Each line of the material is to be written out exactly.

* SUPPLIED MATERIAL *
§

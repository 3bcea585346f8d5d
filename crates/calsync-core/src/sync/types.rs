//! Core types for calendar/database reconciliation.

use chrono::{DateTime, Utc};
use serde::{Deserialize, Serialize};

use crate::integrations::EventTime;

/// A foreign-origin event, labelled with its binding.
#[derive(Debug, Clone, PartialEq)]
pub struct Event {
    pub foreign_id: String,
    pub title: String,
    pub start: EventTime,
    pub end: Option<EventTime>,
    pub source_label: String,
    pub context: String,
    pub kind: String,
}

impl Event {
    /// Whole minutes between start and end, rounded; `None` unless both
    /// bounds resolve to instants.
    pub fn duration_minutes(&self) -> Option<i64> {
        let start = self.start.instant()?;
        let end = self.end.as_ref()?.instant()?;
        let secs = (end - start).num_seconds();
        Some((secs as f64 / 60.0).round() as i64)
    }
}

/// A local schedule row mirroring an event, or awaiting push.
#[derive(Debug, Clone, PartialEq)]
pub struct ScheduleRecord {
    pub record_id: String,
    pub title: Option<String>,
    pub start: Option<EventTime>,
    pub end: Option<EventTime>,
    pub foreign_id: Option<String>,
    pub context: Option<String>,
    pub kind: Option<String>,
    pub duration_minutes: Option<i64>,
    pub archived: bool,
}

/// Inverse projection of a record, ready to insert into a calendar.
#[derive(Debug, Clone, PartialEq)]
pub struct ProjectedEvent {
    pub title: String,
    pub start: EventTime,
    pub end: EventTime,
    pub context: String,
    pub kind: String,
}

/// Pull pass counters.
#[derive(Debug, Clone, Copy, Default, PartialEq, Eq, Serialize, Deserialize)]
pub struct PullReport {
    pub added: usize,
    pub updated: usize,
}

/// Push pass counters.
#[derive(Debug, Clone, Copy, Default, PartialEq, Eq, Serialize, Deserialize)]
pub struct PushReport {
    pub pushed: usize,
}

/// Outcome of one pass. A fault aborts the pass and only its message is
/// reported; counters gathered before the fault are dropped.
///
/// Serializes as `{"status": "success", ...counters}` or
/// `{"status": "error", "message": ...}`.
#[derive(Debug, Clone, PartialEq, Eq, Serialize, Deserialize)]
#[serde(tag = "status", rename_all = "snake_case")]
pub enum PassResult<T> {
    Success(T),
    Error { message: String },
}

impl<T> PassResult<T> {
    pub fn is_success(&self) -> bool {
        matches!(self, PassResult::Success(_))
    }

    pub fn report(&self) -> Option<&T> {
        match self {
            PassResult::Success(report) => Some(report),
            PassResult::Error { .. } => None,
        }
    }

    pub fn error_message(&self) -> Option<&str> {
        match self {
            PassResult::Success(_) => None,
            PassResult::Error { message } => Some(message),
        }
    }
}

/// Combined pull-then-push outcome. The pull result is sent as `sync`.
#[derive(Debug, Clone, PartialEq, Eq, Serialize, Deserialize)]
pub struct SyncReport {
    #[serde(rename = "sync")]
    pub pull: PassResult<PullReport>,
    pub push: PassResult<PushReport>,
    pub timestamp: DateTime<Utc>,
}

impl SyncReport {
    /// Success only when both passes succeeded.
    pub fn is_success(&self) -> bool {
        self.pull.is_success() && self.push.is_success()
    }
}

#[cfg(test)]
mod tests {
    use super::*;
    use serde_json::json;

    fn event(start: &str, end: Option<&str>) -> Event {
        Event {
            foreign_id: "g1".into(),
            title: "Focus".into(),
            start: EventTime::new(start),
            end: end.map(EventTime::new),
            source_label: "cal".into(),
            context: "Work".into(),
            kind: "Deep Work".into(),
        }
    }

    #[test]
    fn test_duration_45_minutes() {
        let e = event("2024-01-01T09:00:00Z", Some("2024-01-01T09:45:00Z"));
        assert_eq!(e.duration_minutes(), Some(45));
    }

    #[test]
    fn test_duration_rounds_to_nearest_minute() {
        let e = event("2024-01-01T09:00:00Z", Some("2024-01-01T09:10:31Z"));
        assert_eq!(e.duration_minutes(), Some(11));
    }

    #[test]
    fn test_duration_all_day() {
        let e = event("2024-01-01", Some("2024-01-02"));
        assert_eq!(e.duration_minutes(), Some(1440));
    }

    #[test]
    fn test_duration_unknown() {
        assert_eq!(event("2024-01-01T09:00:00Z", Some("soon")).duration_minutes(), None);
        assert_eq!(event("2024-01-01T09:00:00Z", None).duration_minutes(), None);
    }

    #[test]
    fn test_pass_result_wire_shape() {
        let ok: PassResult<PullReport> = PassResult::Success(PullReport {
            added: 2,
            updated: 1,
        });
        assert_eq!(
            serde_json::to_value(&ok).unwrap(),
            json!({ "status": "success", "added": 2, "updated": 1 })
        );

        let err: PassResult<PushReport> = PassResult::Error {
            message: "boom".into(),
        };
        assert_eq!(
            serde_json::to_value(&err).unwrap(),
            json!({ "status": "error", "message": "boom" })
        );
        assert_eq!(err.error_message(), Some("boom"));
        assert!(err.report().is_none());
    }

    #[test]
    fn test_sync_report_wire_keys() {
        let report = SyncReport {
            pull: PassResult::Success(PullReport { added: 0, updated: 3 }),
            push: PassResult::Success(PushReport { pushed: 1 }),
            timestamp: "2024-01-01T08:00:00Z".parse().unwrap(),
        };
        let body = serde_json::to_value(&report).unwrap();
        assert_eq!(body["sync"], json!({ "status": "success", "added": 0, "updated": 3 }));
        assert_eq!(body["push"], json!({ "status": "success", "pushed": 1 }));
        assert!(body.get("pull").is_none());
        assert!(body["timestamp"].is_string());
    }
}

§

* RESULT OF THIS EXERCISE *
repository 3bcea585346f8d5d
filename crates/calsync-core/src/sync/types.rs
//! Core types for calendar/database reconciliation.

use chrono::{DateTime, Utc};
use serde::{Deserialize, Serialize};

use crate::integrations::EventTime;

/// A foreign-origin event, labelled with its binding.
#[derive(Debug, Clone, PartialEq)]
pub struct Event {
    pub foreign_id: String,
    pub title: String,
    pub start: EventTime,
    pub end: Option<EventTime>,
    pub source_label: String,
    pub context: String,
    pub kind: String,
}

impl Event {
    /// Whole minutes between start and end, rounded; `None` unless both
    /// bounds resolve to instants.
    pub fn duration_minutes(&self) -> Option<i64> {
        let start = self.start.instant()?;
        let end = self.end.as_ref()?.instant()?;
        let secs = (end - start).num_seconds();
        Some((secs as f64 / 60.0).round() as i64)
    }
}

/// A local schedule row mirroring an event, or awaiting push.
#[derive(Debug, Clone, PartialEq)]
pub struct ScheduleRecord {
    pub record_id: String,
    pub title: Option<String>,
    pub start: Option<EventTime>,
    pub end: Option<EventTime>,
    pub foreign_id: Option<String>,
    pub context: Option<String>,
    pub kind: Option<String>,
    pub duration_minutes: Option<i64>,
    pub archived: bool,
}

/// Inverse projection of a record, ready to insert into a calendar.
#[derive(Debug, Clone, PartialEq)]
pub struct ProjectedEvent {
    pub title: String,
    pub start: EventTime,
    pub end: EventTime,
    pub context: String,
    pub kind: String,
}

/// Pull pass counters.
#[derive(Debug, Clone, Copy, Default, PartialEq, Eq, Serialize, Deserialize)]
pub struct PullReport {
    pub added: usize,
    pub updated: usize,
}

/// Push pass counters.
#[derive(Debug, Clone, Copy, Default, PartialEq, Eq, Serialize, Deserialize)]
pub struct PushReport {
    pub pushed: usize,
}

/// Outcome of one pass. A fault aborts the pass and only its message is
/// reported; counters gathered before the fault are dropped.
///
/// Serializes as `{"status": "success", ...counters}` or
/// `{"status": "error", "message": ...}`.
#[derive(Debug, Clone, PartialEq, Eq, Serialize, Deserialize)]
#[serde(tag = "status", rename_all = "snake_case")]
pub enum PassResult<T> {
    Success(T),
    Error { message: String },
}

impl<T> PassResult<T> {
    pub fn is_success(&self) -> bool {
        matches!(self, PassResult::Success(_))
    }

    pub fn report(&self) -> Option<&T> {
        match self {
            PassResult::Success(report) => Some(report),
            PassResult::Error { .. } => None,
        }
    }

    pub fn error_message(&self) -> Option<&str> {
        match self {
            PassResult::Success(_) => None,
            PassResult::Error { message } => Some(message),
        }
    }
}

/// Combined pull-then-push outcome. The pull result is sent as `sync`.
#[derive(Debug, Clone, PartialEq, Eq, Serialize, Deserialize)]
pub struct SyncReport {
    #[serde(rename = "sync")]
    pub pull: PassResult<PullReport>,
    pub push: PassResult<PushReport>,
    pub timestamp: DateTime<Utc>,
}

impl SyncReport {
    /// Success only when both passes succeeded.
    pub fn is_success(&self) -> bool {
        self.pull.is_success() && self.push.is_success()
    }
}

#[cfg(test)]
mod tests {
    use super::*;
    use serde_json::json;

    fn event(start: &str, end: Option<&str>) -> Event {
        Event {
            foreign_id: "g1".into(),
            title: "Focus".into(),
            start: EventTime::new(start),
            end: end.map(EventTime::new),
            source_label: "cal".into(),
            context: "Work".into(),
            kind: "Deep Work".into(),
        }
    }

    #[test]
    fn test_duration_45_minutes() {
        let e = event("2024-01-01T09:00:00Z", Some("2024-01-01T09:45:00Z"));
        assert_eq!(e.duration_minutes(), Some(45));
    }

    #[test]
    fn test_duration_rounds_to_nearest_minute() {
        let e = event("2024-01-01T09:00:00Z", Some("2024-01-01T09:10:31Z"));
        assert_eq!(e.duration_minutes(), Some(11));
    }

    #[test]
    fn test_duration_all_day() {
        let e = event("2024-01-01", Some("2024-01-02"));
        assert_eq!(e.duration_minutes(), Some(1440));
    }

    #[test]
    fn test_duration_unknown() {
        assert_eq!(event("2024-01-01T09:00:00Z", Some("soon")).duration_minutes(), None);
        assert_eq!(event("2024-01-01T09:00:00Z", None).duration_minutes(), None);
    }

    #[test]
    fn test_pass_result_wire_shape() {
        let ok: PassResult<PullReport> = PassResult::Success(PullReport {
            added: 2,
            updated: 1,
        });
        assert_eq!(
            serde_json::to_value(&ok).unwrap(),
            json!({ "status": "success", "added": 2, "updated": 1 })
        );

        let err: PassResult<PushReport> = PassResult::Error {
            message: "boom".into(),
        };
        assert_eq!(
            serde_json::to_value(&err).unwrap(),
            json!({ "status": "error", "message": "boom" })
        );
        assert_eq!(err.error_message(), Some("boom"));
        assert!(err.report().is_none());
    }

    #[test]
    fn test_sync_report_wire_keys() {
        let report = SyncReport {
            pull: PassResult::Success(PullReport { added: 0, updated: 3 }),
            push: PassResult::Success(PushReport { pushed: 1 }),
            timestamp: "2024-01-01T08:00:00Z".parse().unwrap(),
        };
        let body = serde_json::to_value(&report).unwrap();
        assert_eq!(body["sync"], json!({ "status": "success", "added": 0, "updated": 3 }));
        assert_eq!(body["push"], json!({ "status": "success", "pushed": 1 }));
        assert!(body.get("pull").is_none());
        assert!(body["timestamp"].is_string());
    }
}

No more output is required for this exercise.